**Task directions**.
Starting at the top of the entries below, set down every line exactly, please, until you reach the line with "pub const ENV_MASTER_SECRET: &str", which is included too.

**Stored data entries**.
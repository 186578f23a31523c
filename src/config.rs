//! Environment configuration.
//!
//! | Variable                          | Default                  |
//! |-----------------------------------|--------------------------|
//! | `FIELDVAULT_SALARY_STORAGE_MODE`  | `transition`             |
//! | `FIELDVAULT_PII_STORAGE_MODE`     | `transition`             |
//! | `FIELDVAULT_WRITE_ALGORITHM`      | `AES`                    |
//! | `FIELDVAULT_AES_KEY`              | unset                    |
//! | `FIELDVAULT_MASTER_SECRET`        | unset                    |
//! | `FIELDVAULT_KEYSTORE_PATH`        | `./fieldvault-keys.db`   |
//! | `FIELDVAULT_AUDIT_LOG`            | unset (audit via tracing)|
//! | `FIELDVAULT_LOG_FORMAT`           | `pretty`                 |
//!
//! Loading takes a lookup function so callers (and tests) decide where values
//! come from; [`Settings::from_env`] reads the process environment.

use std::fmt;
use std::path::PathBuf;

use zeroize::Zeroizing;

use fieldvault_envelope::MasterSecret;

use crate::algorithm::Algorithm;
use crate::cipher::SymmetricCipher;
use crate::error::{FieldError, Result};
use crate::policy::{FieldPolicy, PolicyHandle};

pub const ENV_SALARY_STORAGE_MODE: &str = "FIELDVAULT_SALARY_STORAGE_MODE";
pub const ENV_PII_STORAGE_MODE: &str = "FIELDVAULT_PII_STORAGE_MODE";
pub const ENV_WRITE_ALGORITHM: &str = "FIELDVAULT_WRITE_ALGORITHM";
pub const ENV_AES_KEY: &str = "FIELDVAULT_AES_KEY";
pub const ENV_MASTER_SECRET: &str = "FIELDVAULT_MASTER_SECRET";
pub const ENV_KEYSTORE_PATH: &str = "FIELDVAULT_KEYSTORE_PATH";
pub const ENV_AUDIT_LOG: &str = "FIELDVAULT_AUDIT_LOG";
pub const ENV_LOG_FORMAT: &str = "FIELDVAULT_LOG_FORMAT";

pub const DEFAULT_KEYSTORE_PATH: &str = "./fieldvault-keys.db";

#[derive(Clone, Copy, Debug, Default, PartialEq, Eq)]
pub enum LogFormat {
    #[default]
    Pretty,
    Json,
}

pub struct Settings {
    pub policy: FieldPolicy,
    aes_key: Option<Zeroizing<String>>,
    master_secret: Option<Zeroizing<String>>,
    pub keystore_path: PathBuf,
    pub audit_log: Option<PathBuf>,
    pub log_format: LogFormat,
}

/// Treat unset and blank the same.
fn non_empty(value: Option<String>) -> Option<String> {
    value.filter(|v| !v.trim().is_empty())
}

/// Read just the policy variables.
pub fn load_policy<F>(lookup: F) -> Result<FieldPolicy>
where
    F: Fn(&str) -> Option<String>,
{
    let mut policy = FieldPolicy::default();
    if let Some(v) = non_empty(lookup(ENV_SALARY_STORAGE_MODE)) {
        policy.salary_mode = v.parse()?;
    }
    if let Some(v) = non_empty(lookup(ENV_PII_STORAGE_MODE)) {
        policy.pii_mode = v.parse()?;
    }
    if let Some(v) = non_empty(lookup(ENV_WRITE_ALGORITHM)) {
        policy.write_algorithm = v
            .parse::<Algorithm>()
            .map_err(|_| FieldError::Config(format!("unknown write algorithm: {v}")))?;
    }
    Ok(policy)
}

impl Settings {
    pub fn from_env() -> Result<Self> {
        Self::from_lookup(|key| std::env::var(key).ok())
    }

    pub fn from_lookup<F>(lookup: F) -> Result<Self>
    where
        F: Fn(&str) -> Option<String>,
    {
        let policy = load_policy(&lookup)?;

        let log_format = match non_empty(lookup(ENV_LOG_FORMAT)).as_deref().map(str::trim) {
            None | Some("pretty") => LogFormat::Pretty,
            Some("json") => LogFormat::Json,
            Some(other) => {
                return Err(FieldError::Config(format!("unknown log format: {other}")));
            }
        };

        Ok(Self {
            policy,
            aes_key: non_empty(lookup(ENV_AES_KEY)).map(Zeroizing::new),
            master_secret: non_empty(lookup(ENV_MASTER_SECRET)).map(Zeroizing::new),
            keystore_path: non_empty(lookup(ENV_KEYSTORE_PATH))
                .map(PathBuf::from)
                .unwrap_or_else(|| PathBuf::from(DEFAULT_KEYSTORE_PATH)),
            audit_log: non_empty(lookup(ENV_AUDIT_LOG)).map(PathBuf::from),
            log_format,
        })
    }

    /// The configured symmetric cipher, if a key is set. A malformed key is an error.
    pub fn symmetric_cipher(&self) -> Result<Option<SymmetricCipher>> {
        self.aes_key
            .as_ref()
            .map(|key| SymmetricCipher::from_config(key))
            .transpose()
    }

    /// The configured master secret, if set.
    pub fn master_secret(&self) -> Result<Option<MasterSecret>> {
        self.master_secret
            .as_ref()
            .map(|secret| {
                MasterSecret::from_base64(secret).map_err(|_| {
                    FieldError::Config(format!("{ENV_MASTER_SECRET} must be base64 of 32 bytes"))
                })
            })
            .transpose()
    }
}

impl fmt::Debug for Settings {
    fn fmt(&self, f: &mut fmt::Formatter<'_>) -> fmt::Result {
        f.debug_struct("Settings")
            .field("policy", &self.policy)
            .field("aes_key", &self.aes_key.as_ref().map(|_| "[REDACTED]"))
            .field("master_secret", &self.master_secret.as_ref().map(|_| "[REDACTED]"))
            .field("keystore_path", &self.keystore_path)
            .field("audit_log", &self.audit_log)
            .field("log_format", &self.log_format)
            .finish()
    }
}

impl PolicyHandle {
    /// Re-read the policy variables and swap them in. On error the current
    /// policy stays in place.
    pub fn reload<F>(&self, lookup: F) -> Result<()>
    where
        F: Fn(&str) -> Option<String>,
    {
        self.set(load_policy(lookup)?);
        Ok(())
    }
}
//! # Field Vault Keystore
//!
//! RSA key registry for field-level envelope encryption.
//!
//! Exactly one key is `active` at any time. Generating a key rotates the
//! previous active key to `rotated` in the same storage unit; rotated keys
//! keep decrypting historical payloads, revoked keys do not.
//!
//! ## Quick Start
//!
//! ```rust
//! use fieldvault_keystore::*;
//! use fieldvault_envelope::MasterSecret;
//! use std::sync::Arc;
//!
//! let registry = KeyRegistry::new(
//!     Arc::new(InMemoryBackend::new()),
//!     Arc::new(InMemoryAuditSink::new()),
//!     MasterSecret::generate().unwrap(),
//! );
//!
//! let k1 = registry.generate_keypair("payroll", "RSA", 1024).unwrap();
//! let k2 = registry.generate_keypair("payroll", "RSA", 1024).unwrap();
//!
//! assert_eq!(registry.get_active_key().unwrap().id, k2.id);
//! assert_eq!(registry.get_key_by_id(k1.id).unwrap().status, KeyStatus::Rotated);
//! ```

pub mod audit;
mod cache;
pub mod error;
mod registry;
pub mod storage;
pub mod types;

pub use audit::{AuditAction, AuditEvent, AuditSink, FileAuditSink, InMemoryAuditSink, TracingAuditSink};
pub use cache::KeyCache;
pub use error::{KeystoreError, Result};
pub use registry::KeyRegistry;
pub use storage::{InMemoryBackend, SqliteBackend, StorageBackend};
pub use types::{rsa_algorithm_name, CryptoKey, KeyId, KeyStatus, NewKey};

// ---------------------------------------------------------------------------
// Tests
// ---------------------------------------------------------------------------
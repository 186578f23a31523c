//! Unified error types for the primitive layer.

use core::fmt;

/// Any failure on an open/decrypt path.
///
/// Deliberately carries no detail: malformed input, a wrong key and a failed
/// authentication tag are indistinguishable to the caller.
#[derive(Debug, Clone, Copy, PartialEq, Eq)]
pub struct DecryptionError;

impl fmt::Display for DecryptionError {
    fn fmt(&self, f: &mut fmt::Formatter<'_>) -> fmt::Result {
        write!(f, "decryption failed")
    }
}

impl std::error::Error for DecryptionError {}

/// Any failure on a seal/encrypt/keygen path.
#[derive(Debug, Clone, Copy, PartialEq, Eq)]
pub struct EncodingError;

impl fmt::Display for EncodingError {
    fn fmt(&self, f: &mut fmt::Formatter<'_>) -> fmt::Result {
        write!(f, "encoding error")
    }
}

impl std::error::Error for EncodingError {}

/// Normalize encode errors into decrypt errors (oracle discipline).
impl From<EncodingError> for DecryptionError {
    fn from(_: EncodingError) -> Self {
        DecryptionError
    }
}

**Solution to this problem**.
repository 186578f23a31523c
filename src/config.rs
//! Environment configuration.
//!
//! | Variable                          | Default                  |
//! |-----------------------------------|--------------------------|
//! | `FIELDVAULT_SALARY_STORAGE_MODE`  | `transition`             |
//! | `FIELDVAULT_PII_STORAGE_MODE`     | `transition`             |
//! | `FIELDVAULT_WRITE_ALGORITHM`      | `AES`                    |
//! | `FIELDVAULT_AES_KEY`              | unset                    |
//! | `FIELDVAULT_MASTER_SECRET`        | unset                    |
//! | `FIELDVAULT_KEYSTORE_PATH`        | `./fieldvault-keys.db`   |
//! | `FIELDVAULT_AUDIT_LOG`            | unset (audit via tracing)|
//! | `FIELDVAULT_LOG_FORMAT`           | `pretty`                 |
//!
//! Loading takes a lookup function so callers (and tests) decide where values
//! come from; [`Settings::from_env`] reads the process environment.

use std::fmt;
use std::path::PathBuf;

use zeroize::Zeroizing;

use fieldvault_envelope::MasterSecret;

use crate::algorithm::Algorithm;
use crate::cipher::SymmetricCipher;
use crate::error::{FieldError, Result};
use crate::policy::{FieldPolicy, PolicyHandle};

pub const ENV_SALARY_STORAGE_MODE: &str = "FIELDVAULT_SALARY_STORAGE_MODE";
pub const ENV_PII_STORAGE_MODE: &str = "FIELDVAULT_PII_STORAGE_MODE";
pub const ENV_WRITE_ALGORITHM: &str = "FIELDVAULT_WRITE_ALGORITHM";
pub const ENV_AES_KEY: &str = "FIELDVAULT_AES_KEY";
pub const ENV_MASTER_SECRET: &str = "FIELDVAULT_MASTER_SECRET";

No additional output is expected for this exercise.